California Poll Finds Strong Majority for Legalization Initiative. A new poll from the Institute of Governmental Studies at UC Berkeley has support for the Prop 64 legalization initiative at 63.8%. That's in line with other recent polls that have shown the initiative apparently cruising toward victory. The strongest support came from Democrats (73.8%), African Americans (71.9%), Latinos (69.3%), and independents (62.2%).
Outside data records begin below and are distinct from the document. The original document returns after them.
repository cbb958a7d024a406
//! Bearer-token authentication middleware.

use axum::extract::{Request, State};
use axum::middleware::Next;
use axum::response::Response;
use uuid::Uuid;

use crate::error::AppError;
use crate::security::jwt;
use crate::state::AppState;

/// Identity resolved from a valid access token, available to handlers
/// through request extensions.
#[derive(Debug, Clone)]
pub struct AuthedUser {
    pub id: Uuid,
    pub username: String,
}

/// Extract and verify the bearer token, then stash the caller's identity
/// in request extensions. Routes behind this layer can rely on
/// `Extension<AuthedUser>` being present.
pub async fn require_auth(
    State(state): State<AppState>,
    mut req: Request,
    next: Next,
) -> Result<Response, AppError> {
    let auth_header = req
        .headers()
        .get(axum::http::header::AUTHORIZATION)
        .and_then(|h| h.to_str().ok())
        .ok_or(AppError::Unauthorized)?;

    let token = auth_header
        .strip_prefix("Bearer ")
        .ok_or(AppError::Unauthorized)?;

    let claims = jwt::verify_token(token, &state.config.jwt_secret)?;

    req.extensions_mut().insert(AuthedUser {
        id: claims.sub,
        username: claims.username,
    });

    Ok(next.run(req).await)
}
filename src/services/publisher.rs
//! Best-effort notification fan-out over Redis pub/sub.
//!
//! Publishing is fire-and-forget relative to the write path: the caller
//! schedules the publish on a detached task and never awaits delivery.
//! Failures are logged and swallowed; they must never fail or roll back
//! the triggering write.

use redis::AsyncCommands;
use uuid::Uuid;

use crate::models::message::Message;

/// Channel prefix shared by the publisher and the subscription listener.
pub const TOPIC_PREFIX: &str = "messages:";

/// Routing key scoping delivery to one user's subscribers.
pub fn topic_for_user(user_id: Uuid, username: &str) -> String {
    format!("{TOPIC_PREFIX}/uid-{user_id}/uname-{username}")
}

#[cfg_attr(test, mockall::automock)]
pub trait NotificationPublisher: Send + Sync {
    /// Schedule a message-changed event on the author's topic.
    fn publish_message_changed(&self, author_id: Uuid, author_username: &str, message: &Message);
}

pub struct RedisPublisher {
    client: redis::Client,
}

impl RedisPublisher {
    pub fn new(client: redis::Client) -> Self {
        Self { client }
    }
}

impl NotificationPublisher for RedisPublisher {
    fn publish_message_changed(&self, author_id: Uuid, author_username: &str, message: &Message) {
        let topic = topic_for_user(author_id, author_username);

        let payload = match serde_json::to_string(&serde_json::json!({
            "type": "message_changed",
            "message": message,
        })) {
            Ok(payload) => payload,
            Err(e) => {
                tracing::warn!(error = %e, %topic, "failed to serialize notification");
                return;
            }
        };

        let client = self.client.clone();
        tokio::spawn(async move {
            let mut conn = match client.get_multiplexed_async_connection().await {
                Ok(conn) => conn,
                Err(e) => {
                    tracing::warn!(error = %e, %topic, "notification publish skipped: no redis connection");
                    return;
                }
            };

            if let Err(e) = conn.publish::<_, _, ()>(&topic, &payload).await {
                tracing::warn!(error = %e, %topic, "notification publish failed");
            }
        });
    }
}
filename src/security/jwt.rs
//! Access-token issuance and validation (HS256).

use chrono::{Duration, Utc};
use jsonwebtoken::{decode, encode, DecodingKey, EncodingKey, Header, Validation};
use serde::{Deserialize, Serialize};
use uuid::Uuid;

use crate::error::{AppError, AppResult};

#[derive(Debug, Serialize, Deserialize)]
pub struct Claims {
    /// Owning user's id.
    pub sub: Uuid,
    pub username: String,
    /// Expiry, unix seconds.
    pub exp: i64,
}

pub fn create_token(
    user_id: Uuid,
    username: &str,
    secret: &str,
    ttl_seconds: i64,
) -> AppResult<String> {
    let claims = Claims {
        sub: user_id,
        username: username.to_string(),
        exp: (Utc::now() + Duration::seconds(ttl_seconds)).timestamp(),
    };

    encode(
        &Header::default(),
        &claims,
        &EncodingKey::from_secret(secret.as_bytes()),
    )
    .map_err(|e| AppError::Internal(format!("token encoding failed: {e}")))
}

/// Validate signature and expiry. Every failure collapses to
/// `Unauthorized`; the caller learns nothing about which check failed.
pub fn verify_token(token: &str, secret: &str) -> AppResult<Claims> {
    decode::<Claims>(
        token,
        &DecodingKey::from_secret(secret.as_bytes()),
        &Validation::default(),
    )
    .map(|data| data.claims)
    .map_err(|_| AppError::Unauthorized)
}
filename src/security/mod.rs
pub mod jwt;
pub mod password;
Vermont Legislative Committee Will Examine Marijuana Policy Ahead of Next Year's Session. State Sen. Dick Sears (D-Bennington) said Tuesday the Joint Legislative Justice Oversight Committee will hold extra meetings this year to examine various issues around marijuana policy, including medical marijuana. Vermont was touted as likely to be the first state to legalize marijuana through the legislative process, but a bill this year passed the Senate, only to see it killed in the House. "My hope is that the House will take a look at it this time and work on a bill," he said.
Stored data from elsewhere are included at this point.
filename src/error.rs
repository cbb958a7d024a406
use axum::http::StatusCode;
use axum::response::{IntoResponse, Response};
use axum::Json;
use serde::Serialize;
use thiserror::Error;
use uuid::Uuid;

pub type AppResult<T> = Result<T, AppError>;

#[derive(Debug, Error)]
pub enum AppError {
    /// One or more request fields failed validation. Carries the full set
    /// of violations, not just the first one.
    #[error("validation failed")]
    Validation(Vec<String>),

    #[error("message does not exist")]
    NotFound,

    #[error("you are not the owner of this object")]
    Forbidden,

    #[error("unauthorized")]
    Unauthorized,

    // Deliberately identical wording for bad email and bad password.
    #[error("incorrect email or password")]
    InvalidCredentials,

    #[error("{0}")]
    Conflict(String),

    #[error("illegal status transition: {from} -> {requested}")]
    Transition { from: i32, requested: i32 },

    #[error("unknown status code: {0}")]
    UnknownStatus(i32),

    #[error("database error: {0}")]
    Database(#[from] sqlx::Error),

    #[error("configuration error: {0}")]
    Config(String),

    #[error("internal error: {0}")]
    Internal(String),
}

/// Client-facing error payload: `{"errors": ["...", ...]}`.
#[derive(Debug, Serialize)]
pub struct ErrorResponse {
    pub errors: Vec<String>,
}

impl AppError {
    pub fn status_code(&self) -> StatusCode {
        match self {
            AppError::Validation(_) => StatusCode::UNPROCESSABLE_ENTITY,
            AppError::NotFound => StatusCode::NOT_FOUND,
            AppError::Forbidden => StatusCode::FORBIDDEN,
            AppError::Unauthorized | AppError::InvalidCredentials => StatusCode::UNAUTHORIZED,
            AppError::Conflict(_) => StatusCode::CONFLICT,
            // Transition and unknown-status are integrity faults, not
            // user-recoverable outcomes.
            AppError::Transition { .. }
            | AppError::UnknownStatus(_)
            | AppError::Database(_)
            | AppError::Config(_)
            | AppError::Internal(_) => StatusCode::INTERNAL_SERVER_ERROR,
        }
    }

    /// True when the underlying database error is a unique-constraint
    /// violation, e.g. a concurrent insert winning a duplicate race.
    pub fn is_unique_violation(&self) -> bool {
        match self {
            AppError::Database(sqlx::Error::Database(e)) => e.is_unique_violation(),
            _ => false,
        }
    }

    fn client_errors(&self) -> Vec<String> {
        match self {
            AppError::Validation(violations) => violations.clone(),
            _ => vec![self.to_string()],
        }
    }
}

impl IntoResponse for AppError {
    fn into_response(self) -> Response {
        let status = self.status_code();

        // 5xx responses never leak internals; the caller gets a generic
        // message plus a correlation id that is attached to the log line.
        let errors = if status.is_server_error() {
            let correlation_id = Uuid::new_v4();
            tracing::error!(%correlation_id, error = %self, "request failed");
            vec![format!("internal server error (ref: {correlation_id})")]
        } else {
            self.client_errors()
        };

        (status, Json(ErrorResponse { errors })).into_response()
    }
}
Nashville Takes Another Step Toward Decriminalization. The Nashville city council has approved a marijuana decriminalization ordinance for a second time. It still has one more reading before it passes the council. The measure would give police the option of charging people caught with a half-ounce or less with a civil penalty instead of a misdemeanor.
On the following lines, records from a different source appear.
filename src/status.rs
//! Message lifecycle state machine.
//!
//! Status codes are grouped in bands of ten so sub-states can be added
//! later without renumbering (111 = "created, awaiting numbers" etc.).
//! A message only ever moves forward through the sequence.

use serde::Serialize;

use crate::error::AppError;

/// Lifecycle stage of a message. The discriminants are the wire/database
/// status codes.
#[derive(Debug, Clone, Copy, PartialEq, Eq, PartialOrd, Ord)]
#[repr(i32)]
pub enum MessageStatus {
    Created = 110,
    Confirmed = 120,
    Received = 130,
    Sent = 140,
}

/// Event that drives a status transition.
#[derive(Debug, Clone, Copy, PartialEq, Eq)]
pub enum StatusEvent {
    /// The create transaction committed.
    CreateConfirmed,
    /// The author acknowledged receipt.
    MarkReceived,
    /// The author acknowledged delivery.
    MarkSent,
}

/// Human-readable projection of a status code. Derived from the registry,
/// never stored authoritatively.
#[derive(Debug, Clone, Copy, PartialEq, Eq, Serialize)]
pub struct StatusMeta {
    pub status_code: i32,
    pub status_name: &'static str,
    pub status_description: &'static str,
}

impl MessageStatus {
    pub fn code(self) -> i32 {
        self as i32
    }

    pub fn from_code(code: i32) -> Result<Self, AppError> {
        match code {
            110 => Ok(MessageStatus::Created),
            120 => Ok(MessageStatus::Confirmed),
            130 => Ok(MessageStatus::Received),
            140 => Ok(MessageStatus::Sent),
            other => Err(AppError::UnknownStatus(other)),
        }
    }

    /// Compute the next status for an event. Same-state, backward and
    /// skipping transitions all fail.
    pub fn next(self, event: StatusEvent) -> Result<Self, AppError> {
        use MessageStatus::*;
        use StatusEvent::*;

        match (self, event) {
            (Created, CreateConfirmed) => Ok(Confirmed),
            (Confirmed, MarkReceived) => Ok(Received),
            (Received, MarkSent) => Ok(Sent),
            (from, _) => Err(AppError::Transition {
                from: from.code(),
                requested: event.target_code(),
            }),
        }
    }

    pub fn meta(self) -> StatusMeta {
        match self {
            MessageStatus::Created => StatusMeta {
                status_code: 110,
                status_name: "created",
                status_description: "Message accepted and persisted, not yet confirmed",
            },
            MessageStatus::Confirmed => StatusMeta {
                status_code: 120,
                status_name: "confirmed",
                status_description: "Message confirmed and queued for delivery",
            },
            MessageStatus::Received => StatusMeta {
                status_code: 130,
                status_name: "received",
                status_description: "Message receipt acknowledged by the author",
            },
            MessageStatus::Sent => StatusMeta {
                status_code: 140,
                status_name: "sent",
                status_description: "Message delivery acknowledged; terminal state",
            },
        }
    }
}

impl StatusEvent {
    /// The status an event is trying to reach, used for error reporting.
    fn target_code(self) -> i32 {
        match self {
            StatusEvent::CreateConfirmed => MessageStatus::Confirmed.code(),
            StatusEvent::MarkReceived => MessageStatus::Received.code(),
            StatusEvent::MarkSent => MessageStatus::Sent.code(),
        }
    }
}

/// Look up the meta registry entry for a raw status code.
pub fn meta_for_code(code: i32) -> Result<StatusMeta, AppError> {
    Ok(MessageStatus::from_code(code)?.meta())
}
use axum::extract::ws::{Message, WebSocket, WebSocketUpgrade};
use axum::extract::State;
use axum::response::IntoResponse;
use axum::Extension;
use futures_util::{SinkExt, StreamExt};

use crate::middleware::auth::AuthedUser;
use crate::services::publisher::topic_for_user;
use crate::state::AppState;
use crate::websocket::ConnectionRegistry;

/// Upgrade to a WebSocket subscribed to the caller's own topic. Identity
/// comes from the auth middleware, so a user can only ever subscribe to
/// their own event stream.
pub async fn subscribe(
    State(state): State<AppState>,
    Extension(user): Extension<AuthedUser>,
    ws: WebSocketUpgrade,
) -> impl IntoResponse {
    let topic = topic_for_user(user.id, &user.username);
    let registry = state.registry.clone();
    ws.on_upgrade(move |socket| handle_socket(socket, registry, topic))
}

async fn handle_socket(socket: WebSocket, registry: ConnectionRegistry, topic: String) {
    let mut rx = registry.add_subscriber(&topic).await;
    let (mut sink, mut stream) = socket.split();

    loop {
        tokio::select! {
            outbound = rx.recv() => {
                match outbound {
                    Some(msg) => {
                        if sink.send(msg).await.is_err() {
                            break;
                        }
                    }
                    None => break,
                }
            }
            inbound = stream.next() => {
                match inbound {
                    Some(Ok(Message::Close(_))) | Some(Err(_)) | None => break,
                    // Subscribers only listen; anything else is ignored.
                    Some(Ok(_)) => {}
                }
            }
        }
    }
}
American Legion Calls for Marijuana to Be Rescheduled. The nation's largest veterans' organization has passed a resolution calling on the federal government to move marijuana off of Schedule I. The resolutions calls on the government "amend legislation to remove marijuana from schedule I and reclassify it in a category that, at a minimum will recognize cannabis as a drug with potential medical value." The resolution, which also calls on the DEA to "license privately-funded medical marijuana production operations in the United States to enable safe and efficient cannabis drug development research," was approved at the America Legion annual meeting in Cincinnati at the end of August.
Arkansas Medical Marijuana Foes File Lawsuit to Block Second Initiative. Arkansans Against Legalized Marijuana has filed a lawsuit seeking to disqualify the Arkansas Medical Marijuana Amendment from the November ballot. The same group, which includes the state Chamber of Commerce and Farm Bureau, earlier filed a similar suit against a competing initiative, the Arkansas Medical Cannabis Act. The lawsuits claim ballot titles and descriptions are deceptive. The Arkansas Medical Cannabis Act is also the target of another lawsuit challenging its handling of reporting by canvassers.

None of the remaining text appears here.